WHAT YOU ARE ASKED TO DO => The required response is the number of lines in the entries that include the word "Public", with nothing added.

Saved data entries =>

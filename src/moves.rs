// This file is part of the syzygy-probe library.
// Copyright (C) 2026 The syzygy-probe developers
//
// This program is free software: you can redistribute it and/or modify
// it under the terms of the GNU General Public License as published by
// the Free Software Foundation, either version 3 of the License, or
// (at your option) any later version.
//
// This program is distributed in the hope that it will be useful,
// but WITHOUT ANY WARRANTY; without even the implied warranty of
// MERCHANTABILITY or FITNESS FOR A PARTICULAR PURPOSE. See the
// GNU General Public License for more details.
//
// You should have received a copy of the GNU General Public License
// along with this program. If not, see <http://www.gnu.org/licenses/>.

use std::fmt;

use shakmaty::{Move, Square};

use crate::{errors::InvalidBits, types::Promotion};

const TO_MASK: u16 = 0x003f;
const FROM_SHIFT: u16 = 6;
const PROMOTION_SHIFT: u16 = 12;

/// A move packed into 16 bits: target square in bits 0-5, origin square in
/// bits 6-11 and [`Promotion`] in bits 12-15.
///
/// Only produced by the tablebase. Callers can read it, but not build one
/// from fields.
#[derive(Copy, Clone, Eq, PartialEq, Hash)]
pub struct CompactMove(u16);

impl CompactMove {
    pub(crate) const fn new(from: Square, to: Square, promotion: Promotion) -> CompactMove {
        CompactMove(
            (to as u16) | ((from as u16) << FROM_SHIFT) | ((promotion as u16) << PROMOTION_SHIFT),
        )
    }

    /// Packs a legal move. Castling is encoded king to rook, drops are not
    /// supported (no origin square) and yield `None`.
    pub(crate) fn from_move(m: &Move) -> Option<CompactMove> {
        Some(CompactMove::new(
            m.from()?,
            m.to(),
            Promotion::from_role(m.promotion()),
        ))
    }

    /// Raw bits.
    pub const fn bits(self) -> u16 {
        self.0
    }

    pub const fn from(self) -> Square {
        Square::ALL[((self.0 >> FROM_SHIFT) & TO_MASK) as usize]
    }

    pub const fn to(self) -> Square {
        Square::ALL[(self.0 & TO_MASK) as usize]
    }

    pub const fn promotion(self) -> Promotion {
        match Promotion::from_bits((self.0 >> PROMOTION_SHIFT) as u32) {
            Some(promotion) => promotion,
            None => Promotion::None,
        }
    }
}

impl TryFrom<u16> for CompactMove {
    type Error = InvalidBits;

    /// Validates a raw move as produced by a probe engine.
    fn try_from(bits: u16) -> Result<CompactMove, InvalidBits> {
        if u32::from(bits >> PROMOTION_SHIFT) <= Promotion::MAX {
            Ok(CompactMove(bits))
        } else {
            Err(InvalidBits {
                bits: u32::from(bits),
            })
        }
    }
}

impl From<CompactMove> for u16 {
    #[inline]
    fn from(m: CompactMove) -> u16 {
        m.0
    }
}

impl fmt::Display for CompactMove {
    /// Formats the move in UCI notation.
    fn fmt(&self, f: &mut fmt::Formatter<'_>) -> fmt::Result {
        write!(f, "{}{}", self.from(), self.to())?;
        match self.promotion().role() {
            Some(role) => write!(f, "{}", role.char()),
            None => Ok(()),
        }
    }
}

impl fmt::Debug for CompactMove {
    fn fmt(&self, f: &mut fmt::Formatter<'_>) -> fmt::Result {
        write!(f, "CompactMove({self})")
    }
}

TASK RESULT => 3